Note préparée par l'Internationale de l'Education à l'intention de la réunion d'experts sur l'accès universel aux services de la Conférence des Nations unies sur le commerce et le développement (CNUCED), Genève (Suisse), 14 au 16 novenbre 2006.
I. INTRODUCTION
1. Il est communément admis que l'accès universel à une éducation de qualité est vital pour la promotion du développement économique, culturel, social et individuel. Les Etats ont adopté des stratégies variées pour parvenir à la participation universelle à l'enseignement primaire et secondaire et promouvoir un accès équitable à l'enseignement supérieur fondé sur le mérite. Souvent, l'éducation publique côtoie l'éducation privée. Des redevances, prenant la forme de frais d'inscription, ne sont pas rares, en particulier au niveau de l’enseignement supérieur. Plus récemment, d'aucuns ont vu dans la libéralisation du commerce et l'ouverture des marchés l'occasion de fournir des services d'éducation plus efficaces et d'améliorer les infrastructures et les capacités, en particulier dans les pays en développement où les fonds publics destinés à l'éducation ne suffisent pas à répondre à la demande.
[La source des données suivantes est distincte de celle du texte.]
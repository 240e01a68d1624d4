//! Single observable value

use crate::error::Result;
use crate::events::{attach_publisher, subscribe, Events};
use tether_core::{
    CallbackSchema, HookId, OwnerId, SharedEngine, SyncMode, Validation, Value, ValueMap,
};
use tether_notify::Subscription;

const VALUE: &str = "value";

/// A single bindable value with an optional validator
///
/// The thinnest façade: one owner, one component. `set` goes through the
/// owner's submission transaction, so a rejection leaves every bound
/// partner untouched.
#[derive(Debug, Clone)]
pub struct ObservableValue {
    engine: SharedEngine,
    owner: OwnerId,
    hook: HookId,
    events: Events,
}

impl ObservableValue {
    /// Create a value without constraints
    pub fn new(engine: &SharedEngine, initial: impl Into<Value>) -> Result<Self> {
        Self::with_validator(engine, initial, |_| Validation::Accepted)
    }

    /// Create a value guarded by a validator
    pub fn with_validator(
        engine: &SharedEngine,
        initial: impl Into<Value>,
        validate: impl Fn(&Value) -> Validation + Send + 'static,
    ) -> Result<Self> {
        let schema = CallbackSchema::new(
            |_current: &ValueMap, _partial: &ValueMap| Ok(ValueMap::new()),
            move |candidate: &ValueMap| match candidate.get(VALUE) {
                Some(value) => validate(value),
                None => Validation::Accepted,
            },
        );
        let owner = engine.register_owner(schema);
        let hook = engine.create_hook(owner, VALUE, initial)?;
        let events = attach_publisher(engine, hook)?;
        Ok(Self {
            engine: engine.clone(),
            owner,
            hook,
            events,
        })
    }

    /// Read the current value
    pub fn get(&self) -> Result<Value> {
        Ok(self.engine.value(self.hook)?)
    }

    /// Write a new value through the submission transaction
    pub fn set(&self, value: impl Into<Value>) -> Result<()> {
        let mut partial = ValueMap::new();
        partial.insert(VALUE.to_string(), value.into());
        Ok(self.engine.submit(self.owner, partial)?)
    }

    /// The hook backing this value, for binding to other containers
    pub fn hook(&self) -> HookId {
        self.hook
    }

    /// Bind this value to another so they stay equal
    pub fn bind(&self, other: &ObservableValue, mode: SyncMode) -> Result<()> {
        Ok(self.engine.connect(self.hook, other.hook, mode)?)
    }

    /// Split this value back out of its fusion domain
    pub fn unbind(&self) -> Result<()> {
        Ok(self.engine.detach(self.hook)?)
    }

    /// Subscribe to value changes
    pub fn subscribe(
        &self,
        callback: impl Fn(&Value) + Send + Sync + 'static,
    ) -> Subscription<Value> {
        subscribe(&self.events, callback)
    }
}
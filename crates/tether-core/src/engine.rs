//! The binding and transaction engine
//!
//! The `Engine` owns the whole fusion graph in three arenas (hooks, cells,
//! owners) and is the only place state is mutated. All operations are
//! synchronous and complete before returning; a submission transaction runs
//! completion, isolation validation, the per-cell commits, rollback on
//! rejection, derived recompute, and listener notification inside a single
//! `&mut self` borrow, so no caller can observe a partially-committed state.
//!
//! ## Transaction shape
//!
//! ```text
//! submit(owner, partial)
//!  │
//!  ├── complete(current, partial) → extra        (domain rules)
//!  ├── validate(candidate)                       (initiating owner)
//!  ├── for each changed component:
//!  │     cell submit, excluding the writing hook
//!  │      ├── validate at every other attached hook   (fused owners)
//!  │      └── write current, keep previous for rollback
//!  ├── on any rejection: restore every touched cell, propagate
//!  └── on success: notify listeners, recompute derived projections
//! ```

use crate::error::{Error, Result};
use crate::hook::{HookKind, HookRecord};
use crate::identity::{HookId, ListenerId, NexusId, OwnerId};
use crate::nexus::Nexus;
use crate::owner::{DerivedSlot, OwnerRecord, Schema, Validation};
use crate::sync::SyncMode;
use crate::value::{Value, ValueMap};
use indexmap::IndexMap;
use std::collections::HashSet;
use std::fmt;

/// Rollback and notification bookkeeping for one transaction
#[derive(Default)]
struct Txn {
    /// Cells written so far: (cell, saved current, saved previous)
    touched: Vec<(NexusId, Value, Value)>,
    /// Cells whose value actually changed, with the hooks excluded from
    /// notification for that write
    changed: Vec<(NexusId, HashSet<HookId>)>,
    /// Hooks flagged `in_submission`, cleared when the transaction ends
    flagged: Vec<HookId>,
}

/// The reactive binding engine: arena of hooks, cells, and owners
///
/// Construct one explicitly and pass it where it is needed; there is no
/// process-wide default instance. For cross-thread sharing wrap it in a
/// [`SharedEngine`](crate::SharedEngine).
#[derive(Default)]
pub struct Engine {
    hooks: IndexMap<HookId, HookRecord>,
    nexuses: IndexMap<NexusId, Nexus>,
    owners: IndexMap<OwnerId, OwnerRecord>,
    next_hook: u64,
    next_nexus: u64,
    next_owner: u64,
}
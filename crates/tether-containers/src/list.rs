//! Observable list

use crate::error::{Error, Result};
use crate::events::{attach_publisher, subscribe, Events};
use tether_core::{
    CallbackSchema, HookId, OwnerId, SharedEngine, Validation, Value, ValueMap,
};
use tether_notify::Subscription;

const LIST: &str = "list";

/// An ordered collection backed by a single list-valued component
///
/// Every mutator rebuilds the list and submits it whole, so a bound partner
/// always observes complete list states, never intermediate edits.
#[derive(Debug, Clone)]
pub struct ObservableList {
    engine: SharedEngine,
    owner: OwnerId,
    hook: HookId,
    events: Events,
}

impl ObservableList {
    /// Create a list with initial items
    pub fn new(engine: &SharedEngine, initial: Vec<Value>) -> Result<Self> {
        let schema = CallbackSchema::new(
            |_current: &ValueMap, _partial: &ValueMap| Ok(ValueMap::new()),
            |candidate: &ValueMap| match candidate.get(LIST) {
                Some(Value::List(_)) | None => Validation::Accepted,
                Some(other) => {
                    Validation::reject(format!("list component must be a list, got {}", other.type_name()))
                }
            },
        );
        let owner = engine.register_owner(schema);
        let hook = engine.create_hook(owner, LIST, Value::List(initial))?;
        let events = attach_publisher(engine, hook)?;
        Ok(Self {
            engine: engine.clone(),
            owner,
            hook,
            events,
        })
    }

    /// Snapshot of the items
    pub fn items(&self) -> Result<Vec<Value>> {
        match self.engine.value(self.hook)? {
            Value::List(items) => Ok(items),
            other => Err(Error::TypeMismatch {
                expected: "list",
                got: other.type_name(),
            }),
        }
    }

    /// Number of items
    pub fn len(&self) -> Result<usize> {
        Ok(self.items()?.len())
    }

    /// Check whether the list has no items
    pub fn is_empty(&self) -> Result<bool> {
        Ok(self.items()?.is_empty())
    }

    /// Read one item
    pub fn get(&self, index: usize) -> Result<Value> {
        let items = self.items()?;
        items
            .get(index)
            .cloned()
            .ok_or(Error::IndexOutOfBounds {
                index,
                len: items.len(),
            })
    }

    /// Append an item
    pub fn push(&self, value: impl Into<Value>) -> Result<()> {
        let value = value.into();
        self.update(move |items| {
            items.push(value);
            Ok(())
        })
    }

    /// Insert an item at an index (which may equal the length)
    pub fn insert(&self, index: usize, value: impl Into<Value>) -> Result<()> {
        let value = value.into();
        self.update(move |items| {
            if index > items.len() {
                return Err(Error::IndexOutOfBounds {
                    index,
                    len: items.len(),
                });
            }
            items.insert(index, value);
            Ok(())
        })
    }

    /// Remove and return the item at an index
    pub fn remove(&self, index: usize) -> Result<Value> {
        let mut removed = None;
        self.update(|items| {
            if index >= items.len() {
                return Err(Error::IndexOutOfBounds {
                    index,
                    len: items.len(),
                });
            }
            removed = Some(items.remove(index));
            Ok(())
        })?;
        removed.ok_or(Error::IndexOutOfBounds { index, len: 0 })
    }

    /// Overwrite the item at an index
    pub fn set_item(&self, index: usize, value: impl Into<Value>) -> Result<()> {
        let value = value.into();
        self.update(move |items| {
            if index >= items.len() {
                return Err(Error::IndexOutOfBounds {
                    index,
                    len: items.len(),
                });
            }
            items[index] = value;
            Ok(())
        })
    }

    /// Replace the whole list
    pub fn replace(&self, items: Vec<Value>) -> Result<()> {
        let mut partial = ValueMap::new();
        partial.insert(LIST.to_string(), Value::List(items));
        Ok(self.engine.submit(self.owner, partial)?)
    }

    /// The hook backing the list component
    pub fn hook(&self) -> HookId {
        self.hook
    }

    /// Subscribe to list changes (the callback sees the whole new list)
    pub fn subscribe(
        &self,
        callback: impl Fn(&Value) + Send + Sync + 'static,
    ) -> Subscription<Value> {
        subscribe(&self.events, callback)
    }

    /// Read-modify-write in one critical section
    fn update(&self, edit: impl FnOnce(&mut Vec<Value>) -> Result<()>) -> Result<()> {
        let owner = self.owner;
        let hook = self.hook;
        self.engine.with(move |engine| {
            let mut items = match engine.value(hook)? {
                Value::List(items) => items,
                other => {
                    return Err(Error::TypeMismatch {
                        expected: "list",
                        got: other.type_name(),
                    })
                }
            };
            edit(&mut items)?;
            let mut partial = ValueMap::new();
            partial.insert(LIST.to_string(), Value::List(items));
            engine.submit(owner, partial)?;
            Ok(())
        })
    }
}

#[cfg(test)]
mod tests {
    use super::*;
    use std::sync::atomic::{AtomicUsize, Ordering};
    use std::sync::Arc;
    use tether_core::SyncMode;

    #[test]
    fn test_push_insert_remove() {
        let engine = SharedEngine::new();
        let list = ObservableList::new(&engine, vec![Value::Int(1)]).unwrap();

        list.push(3i64).unwrap();
        list.insert(1, 2i64).unwrap();
        assert_eq!(
            list.items().unwrap(),
            vec![Value::Int(1), Value::Int(2), Value::Int(3)]
        );

        assert_eq!(list.remove(0).unwrap(), Value::Int(1));
        assert_eq!(list.len().unwrap(), 2);

        assert!(matches!(
            list.remove(5),
            Err(Error::IndexOutOfBounds { index: 5, .. })
        ));
    }

    #[test]
    fn test_set_item_and_get() {
        let engine = SharedEngine::new();
        let list = ObservableList::new(&engine, vec![Value::Int(1), Value::Int(2)]).unwrap();

        list.set_item(0, "a").unwrap();
        assert_eq!(list.get(0).unwrap(), Value::String("a".to_string()));
        assert!(list.set_item(9, 0i64).is_err());
    }

    #[test]
    fn test_bound_lists_stay_equal() {
        let engine = SharedEngine::new();
        let a = ObservableList::new(&engine, vec![Value::Int(1)]).unwrap();
        let b = ObservableList::new(&engine, vec![Value::Int(1)]).unwrap();
        engine
            .connect(a.hook(), b.hook(), SyncMode::AssertEqual)
            .unwrap();

        a.push(2i64).unwrap();
        assert_eq!(b.items().unwrap(), vec![Value::Int(1), Value::Int(2)]);
    }

    #[test]
    fn test_subscription_sees_whole_list() {
        let engine = SharedEngine::new();
        let a = ObservableList::new(&engine, vec![]).unwrap();
        let b = ObservableList::new(&engine, vec![]).unwrap();
        engine
            .connect(a.hook(), b.hook(), SyncMode::AssertEqual)
            .unwrap();

        let lengths = Arc::new(AtomicUsize::new(0));
        let l = lengths.clone();
        let _guard = b.subscribe(move |value| {
            if let Value::List(items) = value {
                l.store(items.len(), Ordering::SeqCst);
            }
        });

        a.push(1i64).unwrap();
        a.push(2i64).unwrap();
        assert_eq!(lengths.load(Ordering::SeqCst), 2);
    }
}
2. Pourtant, la libéralisation du commerce comporte des risques non négligeables. Elle peut avoir des répercussions considérables sur la réglementation existante en matière d'éducation publique et également restreindre la marge de manoeuvre politique dont les gouvernements ont besoin pour promouvoir l'objectif d'accès universel à l'éducation. Des engagements contraignants en matière de services d'éducation, pris dans le cadre d'accords comme l'accord général sur le commerce des services (AGCS), peuvent mettre en péril les mesures réglementaires en vigueur et contraindre les gouvernements à modifier la réglementation ou à adopter de nouvelles mesures réglementaires.
II. COUVERTURE DES SERVICES D'EDUCATION DANS L'AGCS
3. L'éducation reste l'un des secteurs faisant l'objet du nombre le plus réduit d'engagements dans le cadre de l'AGCS, ce qui traduit en partie les inquiétudes de nombreux pays concernant le fait que la libéralisation du commerce pourrait affecter négativement la qualité et l'accessibilité de l'éducation. Ces inquiétudes sont soulignées par la couverture étendue de l'AGCS. L'accord couvre toute mesure, prise par tout gouvernement ou autorité déléguée à quelque niveau que ce soit, qui affecte la fourniture d'un service. Hormis l'article I:3, l'accord ne contient ni une exclusion spécifique relative aux services publics, comme l'éducation, ni une exclusion protégeant les autorités gouvernementales qui réglementent le secteur des services publics [1]. Il met également sur un pied d'égalité les fournisseurs de services privés et publics [2]. De la même façon, l'AGCS traite de la même manière les fournisseurs de services à but lucratif ou non [3].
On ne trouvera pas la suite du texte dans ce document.